Material for this exercise:
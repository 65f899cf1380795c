use std::fs;
use std::io::{BufRead, BufReader, Write};
use std::path::{Path, PathBuf};

use anyhow::{Context, anyhow};
use chrono::NaiveDate;
use serde::de::DeserializeOwned;
use tempfile::NamedTempFile;
use tracing::{debug, info, warn};

use crate::source::{CourseRecord, SocialEventRecord, SourceLists, TripRecord};
use crate::view::CalendarViewState;

/// Snapshot directory the suppliers export into, plus the persisted view state.
#[derive(Debug)]
pub struct ClubStore {
    pub data_dir: PathBuf,
    pub trips_path: PathBuf,
    pub courses_path: PathBuf,
    pub events_path: PathBuf,
    pub view_path: PathBuf,
}

impl ClubStore {
    #[tracing::instrument(skip(data_dir))]
    pub fn open(data_dir: &Path) -> anyhow::Result<Self> {
        let data_dir = data_dir.to_path_buf();
        fs::create_dir_all(&data_dir)
            .with_context(|| format!("failed to create {}", data_dir.display()))?;

        let trips_path = data_dir.join("trips.jsonl");
        let courses_path = data_dir.join("courses.jsonl");
        let events_path = data_dir.join("events.jsonl");
        let view_path = data_dir.join("view.json");

        info!(
            data_dir = %data_dir.display(),
            trips = %trips_path.display(),
            courses = %courses_path.display(),
            events = %events_path.display(),
            view = %view_path.display(),
            "opened club store"
        );

        Ok(Self {
            data_dir,
            trips_path,
            courses_path,
            events_path,
            view_path,
        })
    }

    #[tracing::instrument(skip(self))]
    pub fn load_trips(&self) -> anyhow::Result<Vec<TripRecord>> {
        load_jsonl(&self.trips_path).context("failed to load trips.jsonl")
    }

    #[tracing::instrument(skip(self))]
    pub fn load_courses(&self) -> anyhow::Result<Vec<CourseRecord>> {
        load_jsonl(&self.courses_path).context("failed to load courses.jsonl")
    }

    #[tracing::instrument(skip(self))]
    pub fn load_events(&self) -> anyhow::Result<Vec<SocialEventRecord>> {
        load_jsonl(&self.events_path).context("failed to load events.jsonl")
    }

    pub fn load_sources(&self) -> anyhow::Result<SourceLists> {
        Ok(SourceLists {
            trips: self.load_trips()?,
            courses: self.load_courses()?,
            events: self.load_events()?,
        })
    }

    /// Stored view state, or a fresh one when none is stored or it is unreadable.
    #[tracing::instrument(skip(self, today))]
    pub fn load_view_state(&self, today: NaiveDate, show_past: bool) -> CalendarViewState {
        let fresh = || CalendarViewState::new(today, show_past);
        if !self.view_path.exists() {
            debug!("no stored view state");
            return fresh();
        }

        let raw = match fs::read_to_string(&self.view_path) {
            Ok(raw) => raw,
            Err(err) => {
                warn!(file = %self.view_path.display(), error = %err, "failed reading view state");
                return fresh();
            }
        };

        match serde_json::from_str::<CalendarViewState>(&raw) {
            Ok(mut state) => {
                state.sanitize(today);
                state
            }
            Err(err) => {
                warn!(file = %self.view_path.display(), error = %err, "failed parsing view state; starting fresh");
                fresh()
            }
        }
    }

    #[tracing::instrument(skip(self, state))]
    pub fn save_view_state(&self, state: &CalendarViewState) -> anyhow::Result<()> {
        let serialized = serde_json::to_string_pretty(state)?;
        write_atomic(&self.view_path, serialized.as_bytes()).context("failed to save view.json")
    }
}

#[tracing::instrument(skip(path))]
fn load_jsonl<T: DeserializeOwned>(path: &Path) -> anyhow::Result<Vec<T>> {
    if !path.exists() {
        debug!(file = %path.display(), "source file missing; treating as empty");
        return Ok(Vec::new());
    }

    debug!(file = %path.display(), "loading jsonl");
    let file = fs::File::open(path)?;
    let reader = BufReader::new(file);

    let mut out = Vec::new();
    for (idx, raw) in reader.split(b'\n').enumerate() {
        let raw = raw?;
        let line = match String::from_utf8(raw) {
            Ok(line) => line,
            Err(err) => {
                warn!(
                    file = %path.display(),
                    line = idx + 1,
                    "record is not valid UTF-8; replacing bad bytes"
                );
                String::from_utf8_lossy(err.as_bytes()).into_owned()
            }
        };
        let trimmed = line.trim();
        if trimmed.is_empty() {
            continue;
        }

        // Field-level problems are absorbed by the lenient record types; only
        // lines that are not a JSON object at all are skipped.
        match serde_json::from_str::<T>(trimmed) {
            Ok(record) => out.push(record),
            Err(err) => warn!(
                file = %path.display(),
                line = idx + 1,
                error = %err,
                "skipping unreadable record"
            ),
        }
    }

    debug!(count = out.len(), "loaded records from jsonl");
    Ok(out)
}

fn write_atomic(path: &Path, bytes: &[u8]) -> anyhow::Result<()> {
    let dir = path.parent().unwrap_or_else(|| Path::new("."));
    let mut temp = NamedTempFile::new_in(dir)?;
    temp.write_all(bytes)?;
    temp.flush()?;

    temp.persist(path)
        .map_err(|err| anyhow!("failed to persist {}: {}", path.display(), err))?;

    Ok(())
}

Problem: Both end lines included, restate word for word the lines above from the line with "pub fn load_courses(&self)" to the line with "it is unreadable.", and nothing else.

Response below:
    pub fn load_courses(&self) -> anyhow::Result<Vec<CourseRecord>> {
        load_jsonl(&self.courses_path).context("failed to load courses.jsonl")
    }

    #[tracing::instrument(skip(self))]
    pub fn load_events(&self) -> anyhow::Result<Vec<SocialEventRecord>> {
        load_jsonl(&self.events_path).context("failed to load events.jsonl")
    }

    pub fn load_sources(&self) -> anyhow::Result<SourceLists> {
        Ok(SourceLists {
            trips: self.load_trips()?,
            courses: self.load_courses()?,
            events: self.load_events()?,
        })
    }

    /// Stored view state, or a fresh one when none is stored or it is unreadable.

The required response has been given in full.